Billionaire hedge fund founder Ray Dalio contends that “capitalism is basically not working for the majority of people.”
Dalio has spoken about inequality for years. He has warned that artificial intelligence will help to worsen it, Barron’s explained.
In a recent speech in Las Vegas, Dalio cited a Federal Reserve survey statistic that 40% of U.S. households could not raise $400 in case of emergency without selling something.
Dalio said if he had the power to do so, he would declare the wealth gap and opportunity gap a “national emergency.”

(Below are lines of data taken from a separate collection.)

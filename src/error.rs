use axum::http::StatusCode;
use axum::response::{IntoResponse, Response};
use serde_json::json;

#[derive(Debug)]
pub enum AppError {
    BadRequest(String),
    Internal(String),
    Database(sqlx::Error),
}

impl std::fmt::Display for AppError {
    fn fmt(&self, f: &mut std::fmt::Formatter<'_>) -> std::fmt::Result {
        match self {
            AppError::BadRequest(msg) => write!(f, "Bad Request: {msg}"),
            AppError::Internal(msg) => write!(f, "Internal Error: {msg}"),
            AppError::Database(err) => write!(f, "Database Error: {err}"),
        }
    }
}

// 500 responses carry the failure description, not a generic message.
impl IntoResponse for AppError {
    fn into_response(self) -> Response {
        let (status, message) = match &self {
            AppError::BadRequest(msg) => (StatusCode::BAD_REQUEST, msg.clone()),
            AppError::Internal(msg) => {
                tracing::error!("Internal error: {msg}");
                (StatusCode::INTERNAL_SERVER_ERROR, msg.clone())
            }
            AppError::Database(err) => {
                tracing::error!("Database error: {err}");
                (
                    StatusCode::INTERNAL_SERVER_ERROR,
                    format!("Database error: {err}"),
                )
            }
        };

        let body = json!({ "error": message });
        (status, axum::Json(body)).into_response()
    }
}

impl From<sqlx::Error> for AppError {
    fn from(err: sqlx::Error) -> Self {
        AppError::Database(err)
    }
}
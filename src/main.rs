use std::net::SocketAddr;

use tokio::signal;
use tracing_subscriber::EnvFilter;

use maintlog::config::ServerConfig;
use maintlog::db;

#[tokio::main]
async fn main() -> Result<(), Box<dyn std::error::Error>> {
    // Load .env if present
    let _ = dotenvy::dotenv();

    let config = ServerConfig::from_env()?;

    tracing_subscriber::fmt()
        .with_env_filter(
            EnvFilter::try_from_default_env().unwrap_or_else(|_| EnvFilter::new(&config.log_level)),
        )
        .init();

    tracing::info!("Starting maintlog");

    let pool = db::connect(&config.database_url).await?;
    db::migrate(&pool).await?;

    tracing::info!(
        database = %config.database_url,
        time_zone = %config.time_zone,
        "Log store ready"
    );

    let addr = SocketAddr::new(config.host, config.port);
    let app = maintlog::build_app(pool, config);

    let listener = tokio::net::TcpListener::bind(addr).await?;
    tracing::info!("Listening on {addr}");

    axum::serve(listener, app)
        .with_graceful_shutdown(shutdown_signal())
        .await?;

    Ok(())
}

async fn shutdown_signal() {
    let ctrl_c = async {
        if let Err(e) = signal::ctrl_c().await {
            tracing::error!("Failed to install Ctrl+C handler: {e}");
            std::future::pending::<()>().await;
        }
    };

    #[cfg(unix)]
    let terminate = async {
        match signal::unix::signal(signal::unix::SignalKind::terminate()) {
            Ok(mut stream) => {
                stream.recv().await;
            }
            Err(e) => {
                tracing::error!("Failed to install SIGTERM handler: {e}");
                std::future::pending::<()>().await;
            }
        }
    };

    #[cfg(not(unix))]
    let terminate = std::future::pending::<()>();

    tokio::select! {
        _ = ctrl_c => {},
        _ = terminate => {},
    }

    tracing::info!("Shutdown signal received, starting graceful shutdown");
}
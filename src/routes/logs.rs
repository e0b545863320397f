use axum::Json;
use axum::body::Bytes;
use axum::extract::State;
use serde_json::json;

use crate::db;
use crate::error::AppError;
use crate::models::LogEntry;
use crate::state::SharedState;
use crate::timestamp;

pub async fn ingest(
    State(state): State<SharedState>,
    body: Bytes,
) -> Result<Json<serde_json::Value>, AppError> {
    let mut entry: LogEntry = serde_json::from_slice(&body)
        .map_err(|e| AppError::BadRequest(format!("Invalid log entry: {e}")))?;

    entry.timestamp = timestamp::normalize(&entry.timestamp, &state.config.time_zone)
        .map_err(|_| AppError::BadRequest("Invalid timestamp format".to_string()))?;

    let id = db::logs::insert(&state.pool, &entry).await?;

    tracing::info!(
        id,
        system = %entry.system,
        user = %entry.user,
        "Log entry recorded"
    );

    Ok(Json(json!({ "status": "success" })))
}
use askama::Template;
use axum::extract::{Query, State};
use axum::response::{Html, IntoResponse};

use crate::db;
use crate::db::logs::LogFilter;
use crate::error::AppError;
use crate::models::LogRow;
use crate::routes::export::LAST_30_DAYS;
use crate::state::SharedState;

#[derive(Template)]
#[template(path = "logs.html")]
struct LogsTemplate {
    logs: Vec<LogRow>,
    filters: FilterValues,
    export_query: String,
    recent_export_query: String,
}

/// Filter values echoed back into the filter form, blank when unset.
struct FilterValues {
    user: String,
    system: String,
    action: String,
    start_time: String,
    end_time: String,
}

impl From<&LogFilter> for FilterValues {
    fn from(filter: &LogFilter) -> Self {
        let value = |v: &Option<String>| v.clone().unwrap_or_default();
        FilterValues {
            user: value(&filter.user),
            system: value(&filter.system),
            action: value(&filter.action),
            start_time: value(&filter.start_time),
            end_time: value(&filter.end_time),
        }
    }
}

fn export_query(filter: &LogFilter, range: Option<&str>) -> String {
    let mut query = form_urlencoded::Serializer::new(String::new());
    let pairs = [
        ("user", &filter.user),
        ("system", &filter.system),
        ("action", &filter.action),
        ("start_time", &filter.start_time),
        ("end_time", &filter.end_time),
    ];
    for (key, value) in pairs {
        if let Some(value) = value {
            query.append_pair(key, value);
        }
    }
    if let Some(range) = range {
        query.append_pair("range", range);
    }
    query.finish()
}

pub async fn index(
    State(state): State<SharedState>,
    Query(filter): Query<LogFilter>,
) -> Result<impl IntoResponse, AppError> {
    let filter = filter.normalized();
    let logs = db::logs::list(&state.pool, &filter).await?;

    let template = LogsTemplate {
        logs,
        filters: FilterValues::from(&filter),
        export_query: export_query(&filter, None),
        recent_export_query: export_query(&filter, Some(LAST_30_DAYS)),
    };
    let page = template
        .render()
        .map_err(|e| AppError::Internal(format!("Failed to render logs page: {e}")))?;
    Ok(Html(page))
}
mod common;

use chrono::{Duration, Utc};
use reqwest::StatusCode;
use serde_json::json;

// ── Health ──────────────────────────────────────────────────────

#[tokio::test]
async fn health_returns_ok() {
    let app = common::spawn_app().await;

    let resp = app.client.get(app.url("/health")).send().await.unwrap();
    assert_eq!(resp.status(), StatusCode::OK);
    assert_eq!(resp.text().await.unwrap(), "ok");
}

// ── Ingestion ───────────────────────────────────────────────────

#[tokio::test]
async fn ingest_accepts_entry_and_normalizes_timestamp() {
    let app = common::spawn_app().await;

    let (body, status) = app
        .post_log(&json!({
            "timestamp": "2024-06-01T12:00:00Z",
            "user": "CORP\\jdoe",
            "action": "Replaced fan",
            "system": "SRV01",
        }))
        .await;
    assert_eq!(status, StatusCode::OK);
    assert_eq!(body, json!({ "status": "success" }));

    let stored: String = sqlx::query_scalar("SELECT timestamp FROM logs WHERE system = ?")
        .bind("SRV01")
        .fetch_one(&app.pool)
        .await
        .unwrap();
    assert_eq!(stored, "2024-06-01T08:00:00.000000-04:00");

    let (page, status) = app.get_text("/log?system=SRV01").await;
    assert_eq!(status, StatusCode::OK);
    assert!(page.contains("Replaced fan"));
    assert!(page.contains("CORP\\jdoe"));
    assert!(page.contains("2024-06-01T08:00:00.000000-04:00"));
}

#[tokio::test]
async fn ingest_rejects_bad_timestamp() {
    let app = common::spawn_app().await;

    let (body, status) = app
        .post_log(&json!({
            "timestamp": "not-a-date",
            "user": "CORP\\jdoe",
            "action": "Replaced fan",
            "system": "SRV01",
        }))
        .await;
    assert_eq!(status, StatusCode::BAD_REQUEST);
    assert!(
        body["error"]
            .as_str()
            .unwrap()
            .contains("Invalid timestamp format")
    );

    let count: i64 = sqlx::query_scalar("SELECT COUNT(*) FROM logs")
        .fetch_one(&app.pool)
        .await
        .unwrap();
    assert_eq!(count, 0);
}

#[tokio::test]
async fn ingest_rejects_years_outside_canonical_width() {
    let app = common::spawn_app().await;

    for timestamp in ["+12345-01-01T00:00:00+00:00", "-0001-01-01T00:00:00+00:00"] {
        let (body, status) = app
            .post_log(&json!({
                "timestamp": timestamp,
                "user": "u",
                "action": "Replaced fan",
                "system": "SRV01",
            }))
            .await;
        assert_eq!(status, StatusCode::BAD_REQUEST, "{timestamp}");
        assert!(
            body["error"]
                .as_str()
                .unwrap()
                .contains("Invalid timestamp format")
        );
    }

    let count: i64 = sqlx::query_scalar("SELECT COUNT(*) FROM logs")
        .fetch_one(&app.pool)
        .await
        .unwrap();
    assert_eq!(count, 0);
}

#[tokio::test]
async fn ingest_rejects_missing_field() {
    let app = common::spawn_app().await;

    let (body, status) = app
        .post_log(&json!({
            "timestamp": "2024-06-01T12:00:00Z",
            "user": "CORP\\jdoe",
            "system": "SRV01",
        }))
        .await;
    assert_eq!(status, StatusCode::BAD_REQUEST);
    assert!(body["error"].as_str().unwrap().contains("action"));
}

#[tokio::test]
async fn ingest_rejects_malformed_json() {
    let app = common::spawn_app().await;

    let resp = app
        .client
        .post(app.url("/log"))
        .header("content-type", "application/json")
        .body("{\"timestamp\": ")
        .send()
        .await
        .unwrap();
    assert_eq!(resp.status(), StatusCode::BAD_REQUEST);
}

#[tokio::test]
async fn ingest_stores_empty_strings_verbatim() {
    let app = common::spawn_app().await;

    app.log("2024-06-01T12:00:00Z", "", "", "").await;

    let count: i64 = sqlx::query_scalar("SELECT COUNT(*) FROM logs WHERE action = '' AND system = ''")
        .fetch_one(&app.pool)
        .await
        .unwrap();
    assert_eq!(count, 1);
}

#[tokio::test]
async fn double_submit_creates_two_rows() {
    let app = common::spawn_app().await;

    app.log("2024-06-01T12:00:00Z", "u", "SRV01", "Replaced fan").await;
    app.log("2024-06-01T12:00:00Z", "u", "SRV01", "Replaced fan").await;

    assert_eq!(app.export_rows("").await.len(), 2);
}

// ── Query view ──────────────────────────────────────────────────

#[tokio::test]
async fn newest_entry_is_listed_first() {
    let app = common::spawn_app().await;

    app.log("2024-06-01T12:00:00Z", "a", "SRV01", "first").await;
    app.log("2024-06-03T12:00:00+02:00", "b", "SRV02", "third").await;
    app.log("2024-06-02T12:00:00-07:00", "c", "SRV03", "second").await;

    let (page, status) = app.get_text("/log").await;
    assert_eq!(status, StatusCode::OK);
    let third = page.find("third").unwrap();
    let second = page.find("second").unwrap();
    let first = page.find("first").unwrap();
    assert!(third < second && second < first);
}

#[tokio::test]
async fn view_echoes_filters_and_skips_blank_ones() {
    let app = common::spawn_app().await;

    app.log("2024-06-01T12:00:00Z", "a", "SRV01", "Replaced fan").await;
    app.log("2024-06-01T13:00:00Z", "a", "SRV02", "Patched kernel").await;

    let (page, status) = app
        .get_text("/log?user=&system=SRV02&action=&start_time=&end_time=")
        .await;
    assert_eq!(status, StatusCode::OK);
    assert!(page.contains("Patched kernel"));
    assert!(!page.contains("Replaced fan"));
    assert!(page.contains("name=\"system\" value=\"SRV02\""));
    assert!(page.contains("/export/csv?system=SRV02"));
}

#[tokio::test]
async fn view_escapes_logged_text() {
    let app = common::spawn_app().await;

    app.log("2024-06-01T12:00:00Z", "a", "SRV01", "<script>alert(1)</script>")
        .await;

    let (page, _) = app.get_text("/log").await;
    assert!(!page.contains("<script>"));
    assert!(page.contains("&#60;script&#62;alert(1)&#60;/script&#62;"));
}

#[tokio::test]
async fn view_documents_canonical_bound_layout() {
    let app = common::spawn_app().await;

    let (page, _) = app.get_text("/log").await;
    assert!(page.contains("placeholder=\"2024-06-01T00:00:00.000000-04:00\""));
    assert!(page.contains("six fractional digits"));
}

// ── CSV export ──────────────────────────────────────────────────

#[tokio::test]
async fn empty_export_is_header_only() {
    let app = common::spawn_app().await;

    let resp = app
        .client
        .get(app.url("/export/csv"))
        .send()
        .await
        .unwrap();
    assert_eq!(resp.status(), StatusCode::OK);
    assert!(
        resp.headers()["content-type"]
            .to_str()
            .unwrap()
            .starts_with("text/csv")
    );
    assert_eq!(
        resp.headers()["content-disposition"],
        "attachment; filename=logs_export.csv"
    );
    assert_eq!(resp.text().await.unwrap(), "Timestamp,User,System,Action\r\n");
}

#[tokio::test]
async fn export_filters_by_system_and_action() {
    let app = common::spawn_app().await;

    app.log("2024-06-01T12:00:00Z", "CORP\\jdoe", "SRV01", "Replaced fan").await;
    app.log("2024-06-02T12:00:00Z", "CORP\\jdoe", "SRV01", "Patched kernel").await;
    app.log("2024-06-03T12:00:00Z", "CORP\\asmith", "SRV010", "Replaced fan belt").await;

    let by_system = app.export_rows("?system=SRV01").await;
    assert_eq!(
        by_system,
        vec![
            "2024-06-02T08:00:00.000000-04:00,CORP\\jdoe,SRV01,Patched kernel".to_string(),
            "2024-06-01T08:00:00.000000-04:00,CORP\\jdoe,SRV01,Replaced fan".to_string(),
        ]
    );

    let by_action = app.export_rows("?action=fan").await;
    assert_eq!(by_action.len(), 2);
    assert!(by_action.iter().all(|row| row.contains("fan")));

    let by_user = app.export_rows("?user=CORP%5Casmith").await;
    assert_eq!(by_user.len(), 1);
    assert!(by_user[0].ends_with("SRV010,Replaced fan belt"));
}

#[tokio::test]
async fn export_honours_explicit_time_bounds() {
    let app = common::spawn_app().await;

    app.log("2024-06-01T12:00:00Z", "u", "SRV01", "one").await;
    app.log("2024-06-10T12:00:00Z", "u", "SRV01", "two").await;
    app.log("2024-06-20T12:00:00Z", "u", "SRV01", "three").await;

    let rows = app
        .export_rows("?start_time=2024-06-05&end_time=2024-06-15")
        .await;
    assert_eq!(rows.len(), 1);
    assert!(rows[0].ends_with(",two"));
}

#[tokio::test]
async fn thirty_day_range_overrides_explicit_bounds() {
    let app = common::spawn_app().await;

    let recent = (Utc::now() - Duration::days(2)).to_rfc3339();
    let stale = (Utc::now() - Duration::days(45)).to_rfc3339();
    app.log(&recent, "u", "SRV01", "recent").await;
    app.log(&stale, "u", "SRV01", "stale").await;

    let rows = app
        .export_rows("?range=30days&start_time=1900-01-01&end_time=1900-01-02")
        .await;
    assert_eq!(rows.len(), 1);
    assert!(rows[0].ends_with(",recent"));

    let without_range = app.export_rows("?range=all").await;
    assert_eq!(without_range.len(), 2);
}

// ── Storage failures ────────────────────────────────────────────

#[tokio::test]
async fn storage_failure_returns_500_with_description() {
    let app = common::spawn_app().await;

    sqlx::query("DROP TABLE logs")
        .execute(&app.pool)
        .await
        .unwrap();

    let (body, status) = app
        .post_log(&json!({
            "timestamp": "2024-06-01T12:00:00Z",
            "user": "u",
            "action": "Replaced fan",
            "system": "SRV01",
        }))
        .await;
    assert_eq!(status, StatusCode::INTERNAL_SERVER_ERROR);
    let message = body["error"].as_str().unwrap();
    assert!(message.starts_with("Database error:"), "{message}");
    assert!(message.contains("no such table: logs"), "{message}");

    let (page, status) = app.get_text("/log").await;
    assert_eq!(status, StatusCode::INTERNAL_SERVER_ERROR);
    assert!(page.contains("no such table: logs"), "{page}");

    let (export, status) = app.get_text("/export/csv").await;
    assert_eq!(status, StatusCode::INTERNAL_SERVER_ERROR);
    let body: serde_json::Value = serde_json::from_str(&export).unwrap();
    let message = body["error"].as_str().unwrap();
    assert!(message.starts_with("Export failed:"), "{message}");
    assert!(message.contains("no such table: logs"), "{message}");
}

If the government “created metrics that literally judged the conditions of people, and then took responsibility for changing those metrics, there’s a lot that can be done in private-public partnerships and so on to be able to change it,” he said. “But I fear that probably will not be done by the next time we have a downturn, and I fear for what that conflict is going to be like,” Barron’s quoyed Dalio as saying.

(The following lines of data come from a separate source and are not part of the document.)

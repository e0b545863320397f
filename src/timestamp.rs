//! Timestamp normalization for stored log rows.
//!
//! Every stored timestamp is rendered in one time zone with a fixed-width
//! layout, which is what lets the query layer filter and sort on the raw
//! text column.

use chrono::{
    DateTime, Datelike, Duration, NaiveDate, NaiveDateTime, Offset, TimeZone, Timelike, Utc,
};
use chrono_tz::Tz;

/// Layout of every stored timestamp, e.g. `2024-06-01T08:00:00.000000-04:00`.
pub const CANONICAL_FORMAT: &str = "%Y-%m-%dT%H:%M:%S%.6f%:z";

const OFFSET_FORMATS: [&str; 2] = ["%Y-%m-%dT%H:%M:%S%.f%z", "%Y-%m-%d %H:%M:%S%.f%z"];

const NAIVE_FORMATS: [&str; 4] = [
    "%Y-%m-%dT%H:%M:%S%.f",
    "%Y-%m-%d %H:%M:%S%.f",
    "%Y-%m-%dT%H:%M",
    "%Y-%m-%d %H:%M",
];

#[derive(Debug, Clone, PartialEq, Eq)]
pub struct InvalidTimestamp {
    pub input: String,
}

impl std::fmt::Display for InvalidTimestamp {
    fn fmt(&self, f: &mut std::fmt::Formatter<'_>) -> std::fmt::Result {
        write!(f, "Invalid timestamp format: {}", self.input)
    }
}

impl std::error::Error for InvalidTimestamp {}

/// Parse an ISO-8601 timestamp and express it in `zone`.
///
/// A trailing `Z` means UTC. Values without an offset are read as local
/// time in `zone`; a bare date means midnight. Instants that would not fit
/// the canonical layout are rejected: years outside 1..=9999, leap seconds
/// and offsets with a seconds part such as New York's pre-1883 LMT.
pub fn parse(raw: &str, zone: &Tz) -> Result<DateTime<Tz>, InvalidTimestamp> {
    parse_any(raw.trim(), zone)
        .filter(fits_canonical)
        .ok_or_else(|| InvalidTimestamp {
            input: raw.to_string(),
        })
}

fn parse_any(trimmed: &str, zone: &Tz) -> Option<DateTime<Tz>> {
    if let Ok(dt) = DateTime::parse_from_rfc3339(trimmed) {
        return Some(dt.with_timezone(zone));
    }

    if let Some(dt) = OFFSET_FORMATS
        .iter()
        .find_map(|fmt| DateTime::parse_from_str(trimmed, fmt).ok())
    {
        return Some(dt.with_timezone(zone));
    }

    NAIVE_FORMATS
        .iter()
        .find_map(|fmt| NaiveDateTime::parse_from_str(trimmed, fmt).ok())
        .or_else(|| {
            NaiveDate::parse_from_str(trimmed, "%Y-%m-%d")
                .ok()
                .and_then(|date| date.and_hms_opt(0, 0, 0))
        })
        .and_then(|naive| zone.from_local_datetime(&naive).earliest())
}

fn fits_canonical(dt: &DateTime<Tz>) -> bool {
    (1..=9999).contains(&dt.year())
        && dt.nanosecond() < 1_000_000_000
        && dt.offset().fix().local_minus_utc() % 60 == 0
}

pub fn to_canonical(dt: &DateTime<Tz>) -> String {
    dt.format(CANONICAL_FORMAT).to_string()
}

/// Parse a client timestamp and re-render it in the canonical layout.
pub fn normalize(raw: &str, zone: &Tz) -> Result<String, InvalidTimestamp> {
    parse(raw, zone).map(|dt| to_canonical(&dt))
}

pub fn now_in_zone(zone: &Tz) -> DateTime<Tz> {
    Utc::now().with_timezone(zone)
}

/// Canonical `(start, end)` bounds covering the `days` days that end at `now`.
pub fn trailing_window(now: DateTime<Tz>, days: i64) -> (String, String) {
    let start = now - Duration::days(days);
    (to_canonical(&start), to_canonical(&now))
}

Dalio isn't alone in warning about the economy's future.
However, JPMorgan Chase's retail chief predicts that worry over impending U.S. recession might actually cause one.
"This late-cycle recession has the potential to become a self-fulfilling prophecy," JPMorgan Chase Co-President Gordon Smith said during a recent financial conference held in New York, CNBC.com reported.

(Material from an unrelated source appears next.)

pub mod log_entry;

pub use log_entry::{LogEntry, LogRow};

"There is a great deal of volatility in the equity markets, a great deal of conversation around how late we are in the cycle and worry about the cycle," Smith said. "That will ultimately lead to business confidence deteriorating, it will ultimately lead to [corporate] reductions in spending, that will ultimately lead to a shorter work week for hourly-paid people, which will ultimately lead to unemployment beginning to rise, and we would've developed our own recession," Smith said.
Smith, who runs JPMorgan's consumer banking division, says the U.S. economy looks "extremely strong," CNBC.com quoted him as saying.